Developing a Community Spirit
Circle Time is an opportunity for the class to get together and participate in a range of activities as a little community. It’s an opportunity for children to share, either through a show-and-tell style or just via conversation as they wait for their peers to clean up and join the circle. Also, it’s time to show off photos of a new baby sister or brother, chat about what occurred over the weekend, and raise their hand to inform everyone about what’s going on at home or during the day.
Circle Time is a time for celebrating birthday celebrations and other events: a lost tooth, a bike without training wheels, or a big first, like a plane ride or a move to a new house. Sharing in each other’s lives brings the class closer together and is more connected. Circle Time is a time for togetherness and connection, even in the midst of a pandemic, with social distancing guidelines and mask-wearing policies in place.
Group Lessons Learning
Most Montessori lessons, such as math and language arts, are designed for a single child, but some lessons lend themselves to a larger group setting. The whole class can be present at cycle time with many science, geography, and art lessons. The Children’s House offers these lessons to every child irrespective of their age, so it is important that all children receive lessons prior to the addition of new materials to the shelves.
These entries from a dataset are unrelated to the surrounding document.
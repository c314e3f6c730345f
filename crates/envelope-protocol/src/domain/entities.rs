//! # Domain Entities
//!
//! Core entities for the envelope protocol.

use super::errors::{Address, EnvelopeError, EnvelopeId, Hash};
use super::value_objects::EnvelopeStatus;
use serde::{Deserialize, Serialize};

/// A hash-locked envelope: a token amount paired with a secret-hash
/// commitment and a claim window.
///
/// The sole persistent entity of the protocol. Envelopes are never
/// deleted; finalized records remain for audit.
#[derive(Clone, Debug, Serialize, Deserialize)]
pub struct Envelope {
    /// Unique identifier, immutable once assigned.
    pub id: EnvelopeId,
    /// Creator, exclusively authorized to reclaim after expiry.
    pub owner: Address,
    /// Party authorized to claim with the secret.
    pub beneficiary: Address,
    /// Locked amount in base units. Invariant: positive.
    pub amount: u128,
    /// SHA-256 commitment to the secret phrase, never the plaintext.
    pub secret_hash: Hash,
    /// Unix timestamp before which claiming is forbidden.
    pub unlock_time: u64,
    /// Unix timestamp at which claiming closes and reclaiming opens.
    /// Invariant: `expiry_time > unlock_time`.
    pub expiry_time: u64,
    /// Current lifecycle state.
    pub status: EnvelopeStatus,
}

/// Parameters for creating an envelope.
///
/// `id` and `status` are assigned by the store at insertion.
#[derive(Clone, Debug, PartialEq, Eq)]
pub struct EnvelopeParams {
    /// Creator address.
    pub owner: Address,
    /// Beneficiary address.
    pub beneficiary: Address,
    /// Amount to lock, in base units.
    pub amount: u128,
    /// SHA-256 commitment to the secret.
    pub secret_hash: Hash,
    /// Claim window opens.
    pub unlock_time: u64,
    /// Claim window closes, reclaim opens.
    pub expiry_time: u64,
}

impl Envelope {
    /// Create a new `Locked` envelope with an assigned id.
    pub fn new(id: EnvelopeId, params: EnvelopeParams) -> Self {
        Self {
            id,
            owner: params.owner,
            beneficiary: params.beneficiary,
            amount: params.amount,
            secret_hash: params.secret_hash,
            unlock_time: params.unlock_time,
            expiry_time: params.expiry_time,
            status: EnvelopeStatus::Locked,
        }
    }

    /// Check if the claim window has closed.
    pub fn is_expired(&self, current_time: u64) -> bool {
        current_time >= self.expiry_time
    }

    /// Check if the claim window is open: `[unlock_time, expiry_time)`.
    pub fn claim_window_open(&self, current_time: u64) -> bool {
        current_time >= self.unlock_time && !self.is_expired(current_time)
    }

    /// Check if claiming is allowed at `current_time`.
    pub fn can_claim(&self, current_time: u64) -> bool {
        self.status == EnvelopeStatus::Locked && self.claim_window_open(current_time)
    }

    /// Check if reclaiming is allowed at `current_time`.
    pub fn can_reclaim(&self, current_time: u64) -> bool {
        self.status == EnvelopeStatus::Locked && self.is_expired(current_time)
    }

    /// Transition to a new status.
    pub fn transition_to(&mut self, new_status: EnvelopeStatus) -> Result<(), EnvelopeError> {
        if !self.status.can_transition_to(new_status) {
            return Err(EnvelopeError::InvalidTransition {
                from: format!("{:?}", self.status),
                to: format!("{:?}", new_status),
            });
        }
        self.status = new_status;
        Ok(())
    }
}
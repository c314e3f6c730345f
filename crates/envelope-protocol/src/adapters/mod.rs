//! # Adapters Layer (Hexagonal Architecture)
//!
//! Implements outbound port traits for the protocol service.

mod clock;

pub use clock::{ManualClock, SystemClock};
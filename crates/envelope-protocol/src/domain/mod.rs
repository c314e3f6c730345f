//! # Domain Module
//!
//! Core domain types for the envelope protocol.

pub mod accounts;
pub mod entities;
pub mod errors;
pub mod invariants;
pub mod secret_phrase;
pub mod store;
pub mod value_objects;

pub use accounts::AccountLedger;
pub use entities::*;
pub use errors::*;
pub use invariants::*;
pub use secret_phrase::SecretPhrase;
pub use store::{EnvelopeStore, FIRST_ENVELOPE_ID};
pub use value_objects::*;
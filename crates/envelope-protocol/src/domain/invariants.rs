//! # Domain Invariants
//!
//! Business rules for the envelope protocol. Pure checks, no state.

use super::errors::{EnvelopeError, Hash};

/// Invariant: locked amounts are positive.
pub fn invariant_positive_amount(amount: u128) -> Result<(), EnvelopeError> {
    if amount == 0 {
        return Err(EnvelopeError::InvalidAmount(amount));
    }
    Ok(())
}

/// Invariant: creation timing.
///
/// The unlock time must be strictly in the future relative to service
/// time (never client-supplied "now"), and expiry must come after unlock.
pub fn invariant_creation_timing(
    unlock_time: u64,
    expiry_time: u64,
    current_time: u64,
) -> Result<(), EnvelopeError> {
    if unlock_time <= current_time || expiry_time <= unlock_time {
        return Err(EnvelopeError::InvalidTiming {
            unlock_time,
            expiry_time,
            current: current_time,
        });
    }
    Ok(())
}

/// Invariant: claim window.
///
/// Claiming is permitted only in `[unlock_time, expiry_time)`.
pub fn invariant_claim_window(
    current_time: u64,
    unlock_time: u64,
    expiry_time: u64,
) -> Result<(), EnvelopeError> {
    if current_time < unlock_time {
        return Err(EnvelopeError::NotYetUnlocked {
            current: current_time,
            unlock_time,
        });
    }
    if current_time >= expiry_time {
        return Err(EnvelopeError::Expired {
            current: current_time,
            expiry_time,
        });
    }
    Ok(())
}

/// Invariant: reclaim eligibility.
///
/// Reclaiming is permitted at or after expiry.
pub fn invariant_reclaim_eligible(
    current_time: u64,
    expiry_time: u64,
) -> Result<(), EnvelopeError> {
    if current_time < expiry_time {
        return Err(EnvelopeError::NotYetExpired {
            current: current_time,
            expiry_time,
        });
    }
    Ok(())
}

/// Invariant: secret matches commitment.
///
/// SHA-256(secret) must equal the stored hash for a valid claim.
pub fn invariant_secret_matches(secret: &[u8], secret_hash: &Hash) -> bool {
    use sha2::{Digest, Sha256};
    let mut hasher = Sha256::new();
    hasher.update(secret);
    let result = hasher.finalize();
    result.as_slice() == secret_hash
}

#[cfg(test)]
mod tests {
    use super::*;

    #[test]
    fn test_positive_amount() {
        assert!(invariant_positive_amount(1).is_ok());
        assert!(invariant_positive_amount(0).is_err());
    }

    #[test]
    fn test_creation_timing_valid() {
        // unlock=200 > now=100, expiry=300 > unlock=200
        assert!(invariant_creation_timing(200, 300, 100).is_ok());
    }

    #[test]
    fn test_creation_timing_unlock_in_past() {
        assert!(invariant_creation_timing(100, 300, 100).is_err());
        assert!(invariant_creation_timing(50, 300, 100).is_err());
    }

    #[test]
    fn test_creation_timing_expiry_before_unlock() {
        assert!(invariant_creation_timing(200, 200, 100).is_err());
        assert!(invariant_creation_timing(200, 150, 100).is_err());
    }

    #[test]
    fn test_claim_window_open() {
        assert!(invariant_claim_window(150, 100, 200).is_ok());
        assert!(invariant_claim_window(100, 100, 200).is_ok()); // At unlock
    }

    #[test]
    fn test_claim_window_too_early() {
        let result = invariant_claim_window(50, 100, 200);
        assert!(matches!(result, Err(EnvelopeError::NotYetUnlocked { .. })));
    }

    #[test]
    fn test_claim_window_too_late() {
        let result = invariant_claim_window(200, 100, 200);
        assert!(matches!(result, Err(EnvelopeError::Expired { .. })));
    }

    #[test]
    fn test_reclaim_eligible() {
        assert!(invariant_reclaim_eligible(200, 200).is_ok()); // At expiry
        assert!(invariant_reclaim_eligible(300, 200).is_ok());
    }

    #[test]
    fn test_reclaim_not_yet_expired() {
        let result = invariant_reclaim_eligible(199, 200);
        assert!(matches!(result, Err(EnvelopeError::NotYetExpired { .. })));
    }

    #[test]
    fn test_secret_matches() {
        use sha2::{Digest, Sha256};
        let secret = b"open sesame";
        let mut hasher = Sha256::new();
        hasher.update(secret);
        let hash: [u8; 32] = hasher.finalize().into();

        assert!(invariant_secret_matches(secret, &hash));
    }

    #[test]
    fn test_secret_not_matches() {
        let wrong_hash = [0xCDu8; 32];
        assert!(!invariant_secret_matches(b"open sesame", &wrong_hash));
    }
}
Lessons in geography and science lend themselves well to discussion and Circle Time. This is an excellent time to start this conversation. A teacher may present a new lesson or introduce a new topic, but much of the learning takes place in the follow-up conversation that takes place over the next few days or even weeks.
Every Child’s Role
Circle Time is when children can learn from one another and collaborate. The morning follows the completion of work and the preparation for lunch. There are tasks that needs to be complete, work to be clean up, and a classroom to be reorganize. Children assist in watering plants, organizing shelves, and sweeping the floor. Everyone collaborates to ensure that the classroom is ready for the next phase of the day.
Routines and Customs
A consistent, predictable routine is critical for young children. A child who cannot yet tell time or read a calendar and has little input into their daily schedule can use routines to navigate their day and know what is coming up. Routines provide children with a sense of security.